MJ and I will participate in two upcoming event to celebrate publication of To Oldly Go.

  • On Sunday, February 21, 2016 , from 12  to 2 pm, we’ll appear on the radio program Lilycat on Stuff  on FCC Radio. We’ll talk with host Lilycat about travel, writing, and the new anthology. Lilycat is broadcasting from Studio 1-A. You can use this link to listen live. If you can’t tune in on Sunday, you can catch up with the podcast here.

 

  • On Thursday evening, March 3, Left Coast Writers will celebrate publication of the new anthology with a  book launch party at Book Passage’s San Francisco Store, 1 Ferry Building, San Francisco, CA 94111. Phone: (415) 835-1020. Start time is 6 pm.

There’ll be wine, international-themed snacks (including chocolate, of course!), prize drawings (could a Cuban cigar be involved?), music, and other surprises. MJ and Anne will read selections from their own stories and those of esteemed writers like Hilary Bradt, Colin Thubron, and Devla Murphy.

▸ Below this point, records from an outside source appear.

//! Error taxonomy for envelope decoding, filtering, and dispatch

use std::time::Duration;
use thiserror::Error;

/// Failure to decode a raw payload into an envelope.
#[derive(Debug, Error)]
pub enum DecodeError {
    /// Payload is not well-formed JSON.
    #[error("malformed envelope payload: {0}")]
    Malformed(#[from] serde_json::Error),
    /// Payload parsed, but the top level is not a JSON object.
    #[error("envelope payload is not a JSON object")]
    NotAnObject,
}

/// Addressing/shape rejection. Rejected envelopes are dropped without a
/// response; the reason is only ever logged.
#[derive(Debug, Clone, Copy, PartialEq, Eq, Error)]
pub enum Rejection {
    /// The filtered value is not a JSON object.
    #[error("envelope is not a JSON object")]
    NotAnObject,
    /// `header` is missing, not an object, or has no `target` key.
    #[error("header is missing, not an object, or has no target")]
    MissingHeader,
    /// `target` is empty or not a string/list.
    #[error("target is empty")]
    NoTarget,
    /// The node's identity is unset or not among the targets.
    #[error("node is not among the envelope targets")]
    NotAddressed,
    /// `header.content` is missing, empty, or not a string/list of strings.
    #[error("content names are missing or not a string or list of strings")]
    InvalidContentNames,
}

/// Outcome of filtering other than acceptance.
#[derive(Debug, Error)]
pub enum FilterError {
    /// Shape or addressing rejection; the message is dropped silently.
    #[error("envelope rejected: {0}")]
    Rejected(#[from] Rejection),
    /// A name listed in `header.content` has no matching top-level field.
    /// This is a contract violation by the sender and is fatal to this
    /// message only, never to the node.
    #[error("content field '{name}' is listed in the header but missing from the envelope")]
    ContentFieldMissing { name: String },
}

/// Dispatch-loop failures surfaced by the node runtime.
#[derive(Debug, Error)]
pub enum NodeError {
    /// The underlying transport refused a subscribe or publish.
    #[error("transport failure: {0}")]
    Transport(#[source] anyhow::Error),
    /// A generator invocation exceeded the configured bound.
    #[error("content generation timed out after {0:?}")]
    GenerationTimeout(Duration),
}

#[cfg(test)]
mod tests {
    use super::*;

    #[test]
    fn test_rejection_display() {
        assert_eq!(
            Rejection::NotAddressed.to_string(),
            "node is not among the envelope targets"
        );
    }

    #[test]
    fn test_content_field_missing_names_the_field() {
        let err = FilterError::ContentFieldMissing {
            name: "greeting".to_string(),
        };
        assert!(err.to_string().contains("'greeting'"));
    }

    #[test]
    fn test_decode_error_from_serde() {
        let parse_err = serde_json::from_str::<serde_json::Value>("{not json").unwrap_err();
        let err = DecodeError::from(parse_err);
        assert!(matches!(err, DecodeError::Malformed(_)));
    }
}
//! courier-core — envelope routing for distributed agent nodes
//!
//! This crate provides:
//! - Wire envelope codec and the outgoing message builder
//! - Addressing filter that decides acceptance and extracts requested content
//! - The `ContentGenerator` trait node specializations implement
//! - `NodeRuntime`, the dispatch loop wiring decode → filter → generate →
//!   build → publish over an injectable `Transport`

pub mod envelope;
pub mod error;
pub mod filter;
pub mod generate;
pub mod node;
pub mod transport;

// Re-export main types for convenience
pub use envelope::{Envelope, Header, decode};
pub use error::{DecodeError, FilterError, NodeError, Rejection};
pub use filter::{Accepted, filter};
pub use generate::{ContentGenerator, Generation};
pub use node::{NodeConfig, NodeRuntime};
pub use transport::Transport;
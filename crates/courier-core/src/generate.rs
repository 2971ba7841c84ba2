//! Pluggable content generation
//!
//! The one capability a node specialization supplies: turn an accepted
//! request into addressees and generated content fields. The dispatch core
//! treats it as opaque.

use async_trait::async_trait;
use serde_json::{Map, Value};

/// Result of a generation step: who to address and what to carry.
#[derive(Debug, Clone, Default, PartialEq)]
pub struct Generation {
    /// Identities the outgoing envelope is addressed to. Empty means
    /// "accepted, but nothing to publish".
    pub addressees: Vec<String>,
    /// Generated content fields; the keys become the outgoing
    /// `header.content` list.
    pub contents: Map<String, Value>,
}

/// Domain-specific transformation a node plugs into the dispatch core.
///
/// Implementations may perform side effects and block for as long as they
/// need (e.g. call a hosted NLU service); the runtime bounds each invocation
/// with its configured generation timeout. Errors are logged and drop the
/// message being handled, nothing more.
#[async_trait]
pub trait ContentGenerator: Send + Sync {
    /// Produce addressees and content fields for an accepted envelope.
    async fn generate(
        &self,
        sender: &str,
        requested: &Map<String, Value>,
    ) -> anyhow::Result<Generation>;
}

The party is free and open to the public, so come and bring your friends. It’s an easy walk from Embarcadero BART or the parking lot directly across the street (Ace Parking Washington at Embarcadero).

Hope to see you there.

 

 

Celebrate the Holidays in Parisian Style this Thursday, Deceber 12, at Alliance Francaise

Eiffel Tower in Winter
America is my country and Paris is my hometown.
Gertrude Stein

Alliance Francaise and the Wanderland Writers will ring in the holidays in style this Thursday, December 12, with une fête de Noël and readings from the new travel anthology Wandering in Paris: Luminaries and Love in the City of Light.

It will be a spirited evening of music, cocktails, hors d’oeuvres, door prizes, and readings. Please join us—the event is free and open to the public.

The readings will visit the enchanting worlds of the Paris Opera; the salons of Thomas Jefferson, Berte Morisot, Gertrude Stein and Anaïs Nin; Paris culture du moment, as well as transplanted cultures ranging from a hammam to a Gorille Blanc.

I’ll be reading along with editors Linda Watanabe McFerrin and Joanna Biggar and other authors including Unity Barry, Antoinette Constable, Kitty Hughes, Laurie McAndish King and Cindy Racicot. Hope to see you there.

If you’ll be in the Bay Area that evening, please join us for delicious bites and delightful tales.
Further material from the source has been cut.